Independente das várias questões e metáforas criada pelo diretor durante o filme, uma idéia não saia da minha cabeça, a maldita frase escrita e eternizada por Antoine de Saint-Exupéry no livro “O Pequeno Príncipe” - “Tu te tornas eternamente responsável por aquilo que cativas”. Até quando, os homens, principalmente, vão usar o amor como justificativa pelos atos mais escabrosos da humanidade e, ou a religião, vai culpar a mulher por ter comido do fruto proibido.

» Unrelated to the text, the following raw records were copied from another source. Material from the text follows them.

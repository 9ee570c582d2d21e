use std::fmt;
use std::sync::Arc;

use serde::de::Deserializer;
use serde::{Deserialize, Serialize};

#[derive(Debug, Clone, PartialEq, Eq, Hash, Serialize, Deserialize)]
#[serde(untagged)]
pub enum ProductId {
    Number(i64),
    Text(String),
}

impl fmt::Display for ProductId {
    fn fmt(&self, f: &mut fmt::Formatter<'_>) -> fmt::Result {
        match self {
            ProductId::Number(id) => write!(f, "{}", id),
            ProductId::Text(id) => f.write_str(id),
        }
    }
}

/// Unit price. Deserializes from a JSON number or a numeric string.
#[derive(Debug, Clone, Copy, PartialEq, Serialize)]
#[serde(transparent)]
pub struct Price(pub f64);

impl<'de> Deserialize<'de> for Price {
    fn deserialize<D>(deserializer: D) -> Result<Self, D::Error>
    where
        D: Deserializer<'de>,
    {
        #[derive(Deserialize)]
        #[serde(untagged)]
        enum Helper {
            Number(f64),
            Text(String),
        }

        match Helper::deserialize(deserializer)? {
            Helper::Number(value) => Ok(Price(value)),
            Helper::Text(value) => match value.trim().parse::<f64>() {
                Ok(parsed) if parsed.is_finite() => Ok(Price(parsed)),
                _ => Err(serde::de::Error::custom(format!("invalid price `{}`", value))),
            },
        }
    }
}

/// Two decimals at most, trailing zeros dropped: `120`, `89.5`, `19.99`.
impl fmt::Display for Price {
    fn fmt(&self, f: &mut fmt::Formatter<'_>) -> fmt::Result {
        let fixed = format!("{:.2}", self.0);
        let trimmed = fixed.trim_end_matches('0').trim_end_matches('.');
        f.write_str(trimmed)
    }
}

#[derive(Debug, Clone, PartialEq, Serialize, Deserialize)]
pub struct Product {
    pub id: ProductId,
    #[serde(default, skip_serializing_if = "Option::is_none")]
    pub title: Option<String>,
    #[serde(default, skip_serializing_if = "Option::is_none")]
    pub name: Option<String>,
    #[serde(default, skip_serializing_if = "Option::is_none")]
    pub image: Option<String>,
    #[serde(default, skip_serializing_if = "Option::is_none")]
    pub price: Option<Price>,
    #[serde(default, skip_serializing_if = "Option::is_none")]
    pub brand: Option<String>,
    #[serde(default, skip_serializing_if = "Option::is_none")]
    pub description: Option<String>,
}

/// The name shown for a product: `title` when present and non-empty,
/// otherwise `name`, otherwise the empty string.
pub fn display_name(product: &Product) -> &str {
    match product.title.as_deref() {
        Some(title) if !title.is_empty() => title,
        _ => product.name.as_deref().unwrap_or(""),
    }
}

#[cfg(test)]
impl Product {
    pub fn new(id: i64) -> Self {
        Self {
            id: ProductId::Number(id),
            title: None,
            name: None,
            image: None,
            price: None,
            brand: None,
            description: None,
        }
    }

    pub fn with_title(mut self, title: impl Into<String>) -> Self {
        self.title = Some(title.into());
        self
    }

    pub fn with_name(mut self, name: impl Into<String>) -> Self {
        self.name = Some(name.into());
        self
    }

    pub fn with_price(mut self, price: f64) -> Self {
        self.price = Some(Price(price));
        self
    }

    pub fn with_image(mut self, image: impl Into<String>) -> Self {
        self.image = Some(image.into());
        self
    }
}

impl Product {
    pub fn display_name(&self) -> &str {
        display_name(self)
    }

    pub fn price_label(&self, currency: &str) -> String {
        match self.price {
            Some(price) => format!("{} {}", price, currency),
            None => "-".to_string(),
        }
    }

    pub fn image_label(&self) -> &str {
        match self.image.as_deref() {
            Some(image) if !image.trim().is_empty() => image,
            _ => "no image",
        }
    }
}

/// Immutable, ordered snapshot of the product catalog.
#[derive(Debug, Clone)]
pub struct Catalog {
    products: Arc<[Product]>,
    revision: u64,
}

impl Catalog {
    pub fn new(products: Vec<Product>, revision: u64) -> Self {
        Self {
            products: products.into(),
            revision,
        }
    }

    pub fn empty() -> Self {
        Self::new(Vec::new(), 0)
    }

    pub fn products(&self) -> &[Product] {
        &self.products
    }

    pub fn iter(&self) -> impl Iterator<Item = &Product> {
        self.products().iter()
    }

    pub fn len(&self) -> usize {
        self.products.len()
    }

    pub fn is_empty(&self) -> bool {
        self.products.is_empty()
    }

    /// Changes whenever the owning store publishes a new snapshot.
    pub fn revision(&self) -> u64 {
        self.revision
    }
}

impl Default for Catalog {
    fn default() -> Self {
        Self::empty()
    }
}
impl<'a> App<'a> {
    pub fn new(config: &'a Config, store: Box<dyn StoreSource + 'a>) -> Self {
        let snapshot = store.snapshot();
        let mut app = Self {
            config,
            store,
            snapshot,
            store_error: None,
            history: History::new(),
            resolver: Resolver::new(),
            search_bar: SearchBar::new(),
            focus: Focus::Page,
            selected: 0,
            status: None,
            help_modal: None,
        };
        // An unreadable store starts the UI on an empty catalog
        app.poll_store();
        app.refresh_results();
        app
    }

    pub fn run(&mut self) -> Result<()> {
        enable_raw_mode()?;
        let mut stdout = stdout();
        stdout.execute(EnterAlternateScreen)?;
        let backend = CrosstermBackend::new(stdout);
        let mut terminal = Terminal::new(backend)?;
        terminal.clear()?;

        let result = self.event_loop(&mut terminal);

        disable_raw_mode()?;
        terminal.backend_mut().execute(LeaveAlternateScreen)?;
        terminal.show_cursor()?;

        result
    }

    fn event_loop<B>(&mut self, terminal: &mut Terminal<B>) -> Result<()>
    where
        B: ratatui::backend::Backend,
    {
        loop {
            draw::render(terminal, self)?;

            if event::poll(Duration::from_millis(250))? {
                match event::read()? {
                    Event::Key(key) => {
                        if self.handle_key(key) {
                            break;
                        }
                    }
                    Event::Resize(_, _) => {}
                    _ => {}
                }
            }

            self.poll_store();
        }
        Ok(())
    }

    // =========================================================================
    // Store and results
    // =========================================================================

    /// Pick up external changes to the store. A failed reload keeps the
    /// previous snapshot on screen.
    pub fn poll_store(&mut self) {
        match self.store.poll() {
            Ok(true) => {
                self.snapshot = self.store.snapshot();
                self.store_error = None;
                self.refresh_results();
            }
            Ok(false) => {}
            Err(err) => {
                let message = err.to_string();
                if self.store_error.as_deref() != Some(message.as_str()) {
                    tracing::warn!(error = %message, "store reload failed");
                    self.set_status(format!("Store error: {}", message));
                    self.store_error = Some(message);
                }
            }
        }
    }

    fn refresh_results(&mut self) {
        if !matches!(self.route(), Route::Search { .. }) {
            return;
        }
        let page = self.resolver.resolve(
            self.history.current(),
            &self.snapshot.catalog,
            self.config.search_fields,
        );
        let max_index = page.results.len().saturating_sub(1);
        self.selected = self.selected.min(max_index);
    }

    pub fn route(&self) -> Route {
        Route::parse(self.history.current())
    }

    pub fn current_target(&self) -> &str {
        self.history.current()
    }

    /// The results page, when the current route is the search results view.
    pub fn results_page(&self) -> Option<&ResultsPage> {
        match self.route() {
            Route::Search { .. } => Some(self.resolver.page()),
            _ => None,
        }
    }

    pub fn cart_count(&self) -> usize {
        self.snapshot.cart.count_items()
    }

    pub fn catalog_len(&self) -> usize {
        self.snapshot.catalog.len()
    }

    pub fn currency(&self) -> &str {
        &self.config.currency
    }

    pub fn nav_variant(&self) -> NavVariant {
        self.config.nav_variant
    }

    /// Only the default navigation bar carries a search field.
    pub fn search_enabled(&self) -> bool {
        self.config.nav_variant == NavVariant::Default
    }

    pub fn ui_colors(&self) -> &UiColors {
        &self.config.ui.colors
    }

    pub fn config(&self) -> &Config {
        self.config
    }

    fn navigate(&mut self, route: Route) {
        self.history.push(route.to_target());
        self.after_navigation();
    }

    fn after_navigation(&mut self) {
        self.selected = 0;
        self.status = None;
        self.refresh_results();
    }

    fn move_selection(&mut self, delta: isize) {
        let Some(page) = self.results_page() else {
            return;
        };
        let len = page.results.len();
        if len == 0 {
            self.selected = 0;
            return;
        }
        let max_index = (len - 1) as isize;
        let next = (self.selected as isize + delta).clamp(0, max_index);
        self.selected = next as usize;
    }

    fn set_status<S: Into<String>>(&mut self, message: S) {
        self.status = Some(message.into());
    }

    // =========================================================================
    // Key handling
    // =========================================================================

    /// Handle a key press. Returns true when the application should exit.
    pub fn handle_key(&mut self, key: KeyEvent) -> bool {
        // Ctrl+C always quits
        if key.modifiers.contains(KeyModifiers::CONTROL)
            && matches!(key.code, KeyCode::Char('c') | KeyCode::Char('C'))
        {
            return true;
        }

        if self.help_modal.is_some() {
            self.handle_help_modal_key(key);
            return false;
        }

        match self.focus {
            Focus::Search => {
                self.handle_search_key(key);
                false
            }
            Focus::Page => self.handle_navigation_key(key),
        }
    }

    fn handle_search_key(&mut self, key: KeyEvent) {
        let config = self.config;
        let input_keys = &config.keys.search_input;

        let Some(command) = SearchBar::command_for_key(&key, input_keys) else {
            if self.key_matches_any(&key, &input_keys.cancel) {
                self.focus = Focus::Page;
            } else {
                self.search_bar.handle_key(key);
            }
            return;
        };

        match self.search_bar.dispatch(&mut self.history, command) {
            SearchIntent::Navigate(_) => {
                self.focus = Focus::Page;
                self.after_navigation();
            }
            SearchIntent::NotYetImplemented(feature) => {
                self.set_status(format!("{}: not yet implemented", feature.title()));
            }
            SearchIntent::None => {
                self.set_status("Nothing to search");
            }
        }
    }

    fn handle_navigation_key(&mut self, key: KeyEvent) -> bool {
        let config = self.config;
        let global = &config.keys.global;

        if self.key_matches_any(&key, &global.quit) {
            return true;
        }

        if self.search_enabled() && self.key_matches_any(&key, &global.search) {
            self.focus = Focus::Search;
            self.status = None;
            return false;
        }

        if self.key_matches_any(&key, &global.help) {
            self.show_help();
            return false;
        }

        if self.key_matches_any(&key, &global.back) {
            if self.history.back() {
                self.after_navigation();
            } else {
                self.set_status("No previous page");
            }
            return false;
        }

        // The logo leads home in both variants
        if self.key_matches_any(&key, &global.shop) {
            self.navigate(Route::Home);
            return false;
        }

        if let Some(route) = self.nav_route_for_key(&key) {
            self.navigate(route);
            return false;
        }

        if matches!(self.route(), Route::Search { .. }) {
            self.handle_results_key(&key);
        }

        false
    }

    /// Link targets reachable from the navigation bar of the active variant.
    fn nav_route_for_key(&self, key: &KeyEvent) -> Option<Route> {
        let global = &self.config.keys.global;
        let links: Vec<(&[String], Route)> = match self.config.nav_variant {
            NavVariant::Default => vec![
                (global.men.as_slice(), Route::Men),
                (global.women.as_slice(), Route::Women),
                (global.wishlist.as_slice(), Route::Wishlist),
                (global.account.as_slice(), Route::Account),
                (global.cart.as_slice(), Route::Cart),
            ],
            NavVariant::Auth => vec![
                (global.login.as_slice(), Route::Login),
                (global.signup.as_slice(), Route::Register),
            ],
        };

        links
            .into_iter()
            .find(|(bindings, _)| self.key_matches_any(key, bindings))
            .map(|(_, route)| route)
    }

    fn handle_results_key(&mut self, key: &KeyEvent) {
        let config = self.config;
        let results = &config.keys.results;

        if self.key_matches_any(key, &results.next) {
            self.move_selection(1);
        } else if self.key_matches_any(key, &results.prev) {
            self.move_selection(-1);
        } else if self.key_matches_any(key, &results.page_down) {
            self.move_selection(PAGE_STEP);
        } else if self.key_matches_any(key, &results.page_up) {
            self.move_selection(-PAGE_STEP);
        } else if self.key_matches_any(key, &results.first) {
            self.selected = 0;
        } else if self.key_matches_any(key, &results.last) {
            self.move_selection(isize::MAX / 2);
        }
    }

    /// Check if the key event matches any of the bindings in the list
    fn key_matches_any(&self, event: &KeyEvent, bindings: &[String]) -> bool {
        bindings.iter().any(|b| key_matches_single(event, b))
    }

    // =========================================================================
    // Help Modal
    // =========================================================================

    /// Generate help content from current keybindings configuration
    pub fn help_entries(&self) -> Vec<HelpSection> {
        let keys = &self.config.keys;
        let entry = |action: &'static str, bindings: &[String]| HelpEntry {
            action,
            keys: bindings.join(", "),
        };

        let mut global = vec![entry("Quit", &keys.global.quit)];
        if self.search_enabled() {
            global.push(entry("Search", &keys.global.search));
        }
        global.push(entry("Help", &keys.global.help));
        global.push(entry("Back", &keys.global.back));

        let mut navigation = vec![entry("Shop", &keys.global.shop)];
        match self.config.nav_variant {
            NavVariant::Default => {
                navigation.push(entry("Men", &keys.global.men));
                navigation.push(entry("Women", &keys.global.women));
                navigation.push(entry("Wishlist", &keys.global.wishlist));
                navigation.push(entry("Account", &keys.global.account));
                navigation.push(entry("Cart", &keys.global.cart));
            }
            NavVariant::Auth => {
                navigation.push(entry("Login", &keys.global.login));
                navigation.push(entry("Signup", &keys.global.signup));
            }
        }

        let mut sections = vec![
            HelpSection {
                title: "Global",
                entries: global,
            },
            HelpSection {
                title: "Navigation",
                entries: navigation,
            },
        ];

        if self.search_enabled() {
            sections.push(HelpSection {
                title: "Search Field",
                entries: vec![
                    entry("Search", &keys.search_input.confirm),
                    entry("Leave field", &keys.search_input.cancel),
                    entry("Voice search", &keys.search_input.voice),
                    entry("Image search", &keys.search_input.image),
                    entry("AI mode", &keys.search_input.ai_mode),
                ],
            });
        }

        sections.push(HelpSection {
            title: "Search Results",
            entries: vec![
                entry("Next", &keys.results.next),
                entry("Previous", &keys.results.prev),
                entry("Page down", &keys.results.page_down),
                entry("Page up", &keys.results.page_up),
                entry("First", &keys.results.first),
                entry("Last", &keys.results.last),
            ],
        });
        sections
    }

    fn help_total_lines(&self) -> usize {
        let sections = self.help_entries();
        sections
            .iter()
            .map(|section| section.entries.len() + 2)
            .sum()
    }

    pub fn show_help(&mut self) {
        let total_lines = self.help_total_lines();
        self.help_modal = Some(HelpModal::new(total_lines));
    }

    fn handle_help_modal_key(&mut self, key: KeyEvent) {
        if matches!(key.code, KeyCode::Esc) || matches!(key.code, KeyCode::Char('q')) {
            self.help_modal = None;
            return;
        }

        let Some(modal) = self.help_modal.as_mut() else {
            return;
        };

        match key.code {
            KeyCode::Char('j') | KeyCode::Down => modal.scroll_down(1),
            KeyCode::Char('k') | KeyCode::Up => modal.scroll_up(1),
            KeyCode::PageDown => {
                let page = modal.viewport_height.saturating_sub(1).max(1);
                modal.scroll_down(page);
            }
            KeyCode::PageUp => {
                let page = modal.viewport_height.saturating_sub(1).max(1);
                modal.scroll_up(page);
            }
            _ => {}
        }
    }
}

Deixando de lado um pouco, as minhas elocubrações, a história tem como protagonista Harper (a maravilhosa Jessie Buckley) que viaja até uma casa de campo nos arredores de Londres para se curar de um trauma. Ela vivia algum tipo de relação tóxica com seu marido James (Paapa Essiedu) e ao tentar se separar, recebeu como ameaça a tradicional chantagem de que ele se mataria caso eles terminassem e que isso permaneceria para todo o sempre em sua consciência, a culpa por ele ter se suicidado. Essas informações vão sendo pinceladas durante os filme através de flashbacks, sonhos ou alucinações da nossa sofrida protagonista, que luta de todas as formas para se livre desses pensamentos de culpa, recusando-se a assumir esse papel.

Na bela e isolada casa de campo, Harper é recebida pelo personagem tragicômico de Geoffrey (Rory Kinnear brilhantemente multifacetado), que realiza um tour pela propriedade, ao mesmo tempo em que tenta saber um pouco mais da hóspede, perfazendo um tipo inofensivo de assédio.

O único contato real de Harper com o resto do mundo se dá através de video-chamadas com sua amiga Riley (Gayle Rankin) que tem conhecimento de toda a tragédia sofrida recentemente pela amiga e que não se conforma com seu isolamento social.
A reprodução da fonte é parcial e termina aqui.